→ **Task instructions**
Once the line containing "let result = run(options, await_shutdown_signal()).await;" is located, give it again exactly, together with each line that follows it to the end of the entries, and add nothing else.

Data records:
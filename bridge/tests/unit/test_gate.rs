//! Gate state derivation unit tests

use gatelink::gate::{
    direction_of, is_moving, position_of, state_from_code, Direction, GateState, CODE_CLOSED,
    CODE_CLOSING, CODE_OPEN, CODE_OPENING, CODE_STOPPED,
};

#[test]
fn test_endpoint_codes_carry_positions() {
    let open = state_from_code(Some(CODE_OPEN), false);
    assert_eq!(open, GateState::Open);
    assert_eq!(position_of(open), Some(100));
    assert!(!is_moving(open, false));
    assert_eq!(direction_of(open), Direction::Unknown);

    let closed = state_from_code(Some(CODE_CLOSED), false);
    assert_eq!(closed, GateState::Closed);
    assert_eq!(position_of(closed), Some(0));
    assert!(!is_moving(closed, false));
}

#[test]
fn test_travel_codes_carry_directions() {
    let opening = state_from_code(Some(CODE_OPENING), false);
    assert_eq!(opening, GateState::Opening);
    assert_eq!(direction_of(opening), Direction::Opening);
    assert!(is_moving(opening, false));
    assert_eq!(position_of(opening), None);

    let closing = state_from_code(Some(CODE_CLOSING), false);
    assert_eq!(closing, GateState::Closing);
    assert_eq!(direction_of(closing), Direction::Closing);
    assert!(is_moving(closing, false));
    assert_eq!(position_of(closing), None);
}

#[test]
fn test_stopped_code_is_stationary_with_a_direction() {
    let stopped = state_from_code(Some(CODE_STOPPED), false);
    assert_eq!(stopped, GateState::Stopped);
    assert_eq!(direction_of(stopped), Direction::Stopped);
    assert!(!is_moving(stopped, false));
    assert_eq!(position_of(stopped), None);
}

#[test]
fn test_unmapped_codes_degrade_to_unknown() {
    assert_eq!(state_from_code(Some(99), false), GateState::Unknown);
    assert_eq!(state_from_code(Some(-1), false), GateState::Unknown);
    assert_eq!(state_from_code(None, false), GateState::Unknown);
    assert_eq!(direction_of(GateState::Unknown), Direction::Unknown);
    assert_eq!(position_of(GateState::Unknown), None);
}

#[test]
fn test_motion_flag_rescues_an_unmapped_code() {
    assert_eq!(state_from_code(Some(99), true), GateState::Moving);
    assert_eq!(state_from_code(None, true), GateState::Moving);
    assert!(is_moving(GateState::Moving, true));
    assert_eq!(direction_of(GateState::Moving), Direction::Unknown);
    assert_eq!(position_of(GateState::Moving), None);
}

#[test]
fn test_motion_flag_does_not_override_a_mapped_code() {
    assert_eq!(state_from_code(Some(CODE_OPEN), true), GateState::Open);
    assert_eq!(state_from_code(Some(CODE_CLOSED), true), GateState::Closed);

    // The flag still marks the gate as moving even when the code is terminal
    assert!(is_moving(GateState::Open, true));
}
//! PKCE verifier and challenge generation

use base64::engine::general_purpose::URL_SAFE_NO_PAD;
use base64::Engine;
use rand::RngCore;
use sha2::{Digest, Sha256};

/// A verifier/challenge pair for one authorization attempt
#[derive(Debug, Clone)]
pub struct PkcePair {
    pub verifier: String,
    pub challenge: String,
}

/// Generate a fresh verifier and its S256 challenge.
///
/// The verifier starts from 32 bytes of entropy; the url-safe alphabet's
/// `-` and `_` are stripped so the value stays plain alphanumeric, which is
/// the form the vendor's authorization endpoint accepts.
pub fn pkce_pair() -> PkcePair {
    let mut random = [0u8; 32];
    rand::thread_rng().fill_bytes(&mut random);

    let verifier: String = URL_SAFE_NO_PAD
        .encode(random)
        .chars()
        .filter(|c| *c != '-' && *c != '_')
        .collect();
    let challenge = challenge_for(&verifier);

    PkcePair {
        verifier,
        challenge,
    }
}

/// Compute the padding-free base64url S256 challenge for a verifier
pub fn challenge_for(verifier: &str) -> String {
    URL_SAFE_NO_PAD.encode(Sha256::digest(verifier.as_bytes()))
}
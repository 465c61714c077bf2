//! Logging configuration

use std::path::PathBuf;

use tracing::Level;
use tracing_subscriber::{
    fmt,
    layer::SubscriberExt,
    util::SubscriberInitExt,
    EnvFilter,
};

use crate::errors::BridgeError;

/// Log level configuration
#[derive(Debug, Clone, Default, PartialEq, Eq)]
pub enum LogLevel {
    Trace,
    Debug,
    #[default]
    Info,
    Warn,
    Error,
}

impl LogLevel {
    pub fn to_level(&self) -> Level {
        match self {
            LogLevel::Trace => Level::TRACE,
            LogLevel::Debug => Level::DEBUG,
            LogLevel::Info => Level::INFO,
            LogLevel::Warn => Level::WARN,
            LogLevel::Error => Level::ERROR,
        }
    }

    pub fn to_filter_string(&self) -> &'static str {
        match self {
            LogLevel::Trace => "trace",
            LogLevel::Debug => "debug",
            LogLevel::Info => "info",
            LogLevel::Warn => "warn",
            LogLevel::Error => "error",
        }
    }
}

impl std::str::FromStr for LogLevel {
    type Err = String;

    fn from_str(s: &str) -> Result<Self, Self::Err> {
        match s.to_lowercase().as_str() {
            "trace" => Ok(LogLevel::Trace),
            "debug" => Ok(LogLevel::Debug),
            "info" => Ok(LogLevel::Info),
            "warn" | "warning" => Ok(LogLevel::Warn),
            "error" => Ok(LogLevel::Error),
            _ => Err(format!("Invalid log level: {}", s)),
        }
    }
}

impl serde::Serialize for LogLevel {
    fn serialize<S>(&self, serializer: S) -> Result<S::Ok, S::Error>
    where
        S: serde::Serializer,
    {
        serializer.serialize_str(self.to_filter_string())
    }
}

impl<'de> serde::Deserialize<'de> for LogLevel {
    fn deserialize<D>(deserializer: D) -> Result<Self, D::Error>
    where
        D: serde::Deserializer<'de>,
    {
        let s = String::deserialize(deserializer)?;
        s.parse().map_err(serde::de::Error::custom)
    }
}

/// Logging options
#[derive(Debug, Clone)]
pub struct LogOptions {
    /// Log level
    pub log_level: LogLevel,

    /// Write logs to stdout
    pub stdout: bool,

    /// Log directory for file output
    pub log_dir: PathBuf,

    /// Enable daily-rotated file output under `log_dir`
    pub file_output: bool,

    /// Enable JSON format
    pub json_format: bool,
}

impl Default for LogOptions {
    fn default() -> Self {
        Self {
            log_level: LogLevel::Info,
            stdout: true,
            log_dir: PathBuf::from("/var/log/gatelink"),
            file_output: false,
            json_format: false,
        }
    }
}

/// Initialize logging
pub fn init_logging(options: LogOptions) -> Result<(), BridgeError> {
    let filter = EnvFilter::try_from_default_env()
        .unwrap_or_else(|_| EnvFilter::new(options.log_level.to_filter_string()));

    let file_layer = if options.file_output {
        let appender = tracing_appender::rolling::daily(&options.log_dir, "gatelink.log");
        Some(fmt::layer().with_ansi(false).with_writer(appender))
    } else {
        None
    };

    let subscriber = tracing_subscriber::registry().with(filter).with(file_layer);

    if options.json_format {
        subscriber
            .with(options.stdout.then(|| fmt::layer().json()))
            .try_init()
            .map_err(|e| BridgeError::ConfigError(e.to_string()))?;
    } else {
        subscriber
            .with(options.stdout.then(|| fmt::layer()))
            .try_init()
            .map_err(|e| BridgeError::ConfigError(e.to_string()))?;
    }

    Ok(())
}
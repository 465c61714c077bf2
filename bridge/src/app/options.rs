//! Application configuration options

use std::env;

use secrecy::{ExposeSecret, SecretString};

use crate::came;
use crate::errors::BridgeError;
use crate::storage::layout::StorageLayout;

/// Environment variables the vendor credentials load from
pub const ENV_CLIENT_ID: &str = "CAME_CONNECT_CLIENT_ID";
pub const ENV_CLIENT_SECRET: &str = "CAME_CONNECT_CLIENT_SECRET";
pub const ENV_USERNAME: &str = "CAME_CONNECT_USERNAME";
pub const ENV_PASSWORD: &str = "CAME_CONNECT_PASSWORD";

/// Main application options
#[derive(Debug, Clone)]
pub struct AppOptions {
    /// HTTP server configuration
    pub server: ServerOptions,

    /// Storage configuration
    pub storage: StorageOptions,

    /// Vendor cloud configuration
    pub vendor: VendorOptions,

    /// Vendor account credentials
    pub credentials: Credentials,
}

impl Default for AppOptions {
    fn default() -> Self {
        Self {
            server: ServerOptions::default(),
            storage: StorageOptions::default(),
            vendor: VendorOptions::default(),
            credentials: Credentials::default(),
        }
    }
}

/// Local HTTP server options
#[derive(Debug, Clone)]
pub struct ServerOptions {
    /// Host to bind to
    pub host: String,

    /// Port to listen on
    pub port: u16,
}

impl Default for ServerOptions {
    fn default() -> Self {
        Self {
            host: "0.0.0.0".to_string(),
            port: 8000,
        }
    }
}

/// Storage configuration options
#[derive(Debug, Clone)]
pub struct StorageOptions {
    /// Storage layout paths
    pub layout: StorageLayout,
}

impl Default for StorageOptions {
    fn default() -> Self {
        Self {
            layout: StorageLayout::default(),
        }
    }
}

/// Vendor cloud options
#[derive(Debug, Clone)]
pub struct VendorOptions {
    /// Candidate API base URLs, tried in order during the OAuth exchange
    pub api_bases: Vec<String>,

    /// Redirect URI registered with the vendor's authorization endpoint
    pub redirect_uri: String,
}

impl VendorOptions {
    /// Base used when a stored record predates host binding
    pub fn default_base(&self) -> &str {
        self.api_bases
            .first()
            .map(String::as_str)
            .unwrap_or(came::API_BASE_CANDIDATES[0])
    }
}

impl Default for VendorOptions {
    fn default() -> Self {
        Self {
            api_bases: came::API_BASE_CANDIDATES
                .iter()
                .map(|s| s.to_string())
                .collect(),
            redirect_uri: came::REDIRECT_URI.to_string(),
        }
    }
}

/// Vendor account credentials. Secrets are wrapped so debug output and
/// option dumps stay redacted.
#[derive(Debug, Clone)]
pub struct Credentials {
    pub client_id: String,
    pub client_secret: SecretString,
    pub username: String,
    pub password: SecretString,
}

impl Credentials {
    /// Load credentials from the environment. Missing variables load as
    /// empty strings; completeness is enforced at exchange time, not here.
    pub fn from_env() -> Self {
        Self {
            client_id: env::var(ENV_CLIENT_ID).unwrap_or_default(),
            client_secret: SecretString::from(env::var(ENV_CLIENT_SECRET).unwrap_or_default()),
            username: env::var(ENV_USERNAME).unwrap_or_default(),
            password: SecretString::from(env::var(ENV_PASSWORD).unwrap_or_default()),
        }
    }

    /// All four values present
    pub fn is_complete(&self) -> bool {
        !self.client_id.is_empty()
            && !self.client_secret.expose_secret().is_empty()
            && !self.username.is_empty()
            && !self.password.expose_secret().is_empty()
    }

    pub fn ensure_complete(&self) -> Result<(), BridgeError> {
        if self.is_complete() {
            Ok(())
        } else {
            Err(BridgeError::ConfigError(format!(
                "missing CAME Connect credentials; set {}, {}, {} and {}",
                ENV_CLIENT_ID, ENV_CLIENT_SECRET, ENV_USERNAME, ENV_PASSWORD
            )))
        }
    }
}

impl Default for Credentials {
    fn default() -> Self {
        Self {
            client_id: String::new(),
            client_secret: SecretString::from(String::new()),
            username: String::new(),
            password: SecretString::from(String::new()),
        }
    }
}
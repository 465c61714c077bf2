//! Filesystem module

pub mod dir;
pub mod file;
//! Gatelink - Entry Point
//!
//! A small HTTP bridge that lets a home-automation controller drive CAME
//! Connect gates through the vendor cloud, hiding the OAuth exchange, host
//! fallback and token persistence behind a plain local API.

use std::collections::HashMap;
use std::env;

use gatelink::app::options::{AppOptions, Credentials, ServerOptions, StorageOptions, VendorOptions};
use gatelink::app::run::run;
use gatelink::logs::{init_logging, LogOptions};
use gatelink::storage::layout::StorageLayout;
use gatelink::storage::settings::Settings;
use gatelink::utils::version_info;

use tracing::{error, info, warn};

#[tokio::main]
async fn main() {
    // Parse command line arguments
    let args: Vec<String> = env::args().collect();
    let mut cli_args: HashMap<String, String> = HashMap::new();

    for arg in args.iter().skip(1) {
        if let Some((key, value)) = arg.split_once('=') {
            // Handle --key=value format
            let clean_key = key.trim_start_matches('-');
            cli_args.insert(clean_key.to_string(), value.to_string());
        } else if arg.starts_with("--") {
            // Handle standalone flags like --version
            let clean_key = arg.trim_start_matches('-');
            cli_args.insert(clean_key.to_string(), "true".to_string());
        }
    }

    // Print version and exit
    let version = version_info();
    if cli_args.contains_key("version") {
        println!("{}", serde_json::to_string_pretty(&version).unwrap());
        return;
    }

    // Storage layout, overridable for development
    let layout = match cli_args.get("data-dir") {
        Some(dir) => StorageLayout::new(dir),
        None => StorageLayout::default(),
    };

    // Retrieve the settings file; a missing file means defaults
    let settings_file = layout.settings_file();
    let settings = if settings_file.exists().await {
        match settings_file.read_json::<Settings>().await {
            Ok(settings) => settings,
            Err(e) => {
                println!("Unable to read settings file, using defaults: {e}");
                Settings::default()
            }
        }
    } else {
        Settings::default()
    };

    // Initialize logging
    let log_options = LogOptions {
        log_level: settings.log_level.clone(),
        log_dir: layout.logs_dir().path().to_path_buf(),
        file_output: settings.log_to_file,
        ..Default::default()
    };
    if let Err(e) = init_logging(log_options) {
        println!("Failed to initialize logging: {e}");
    }

    // Vendor credentials come from the environment only
    let credentials = Credentials::from_env();
    if !credentials.is_complete() {
        warn!("CAME Connect credentials incomplete; vendor requests will fail until all four environment variables are set");
    }

    // Run the bridge
    let options = AppOptions {
        server: ServerOptions {
            host: settings.server.host.clone(),
            port: settings.server.port,
        },
        storage: StorageOptions { layout },
        vendor: VendorOptions {
            api_bases: settings.vendor.api_bases.clone(),
            redirect_uri: settings.vendor.redirect_uri.clone(),
        },
        credentials,
    };

    info!("Running Gatelink with options: {:?}", options);
    let result = run(options, await_shutdown_signal()).await;
    if let Err(e) = result {
        error!("Failed to run the bridge: {e}");
    }
}

async fn await_shutdown_signal() {
    #[cfg(unix)]
    {
        use tokio::signal::unix::{signal, SignalKind};
        let mut sigterm = signal(SignalKind::terminate()).unwrap();
        let mut sigint = signal(SignalKind::interrupt()).unwrap();

        tokio::select! {
            _ = sigterm.recv() => {
                info!("SIGTERM received, shutting down...");
            }
            _ = sigint.recv() => {
                info!("SIGINT received, shutting down...");
            }
            _ = tokio::signal::ctrl_c() => {
                info!("Ctrl+C received, shutting down...");
            }
        }
    }

    #[cfg(not(unix))]
    {
        tokio::signal::ctrl_c().await.expect("Failed to listen for Ctrl+C");
        info!("Ctrl+C received, shutting down...");
    }
}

→ **Response**
    let result = run(options, await_shutdown_signal()).await;
    if let Err(e) = result {
        error!("Failed to run the bridge: {e}");
    }
}

async fn await_shutdown_signal() {
    #[cfg(unix)]
    {
        use tokio::signal::unix::{signal, SignalKind};
        let mut sigterm = signal(SignalKind::terminate()).unwrap();
        let mut sigint = signal(SignalKind::interrupt()).unwrap();

        tokio::select! {
            _ = sigterm.recv() => {
                info!("SIGTERM received, shutting down...");
            }
            _ = sigint.recv() => {
                info!("SIGINT received, shutting down...");
            }
            _ = tokio::signal::ctrl_c() => {
                info!("Ctrl+C received, shutting down...");
            }
        }
    }

    #[cfg(not(unix))]
    {
        tokio::signal::ctrl_c().await.expect("Failed to listen for Ctrl+C");
        info!("Ctrl+C received, shutting down...");
    }
}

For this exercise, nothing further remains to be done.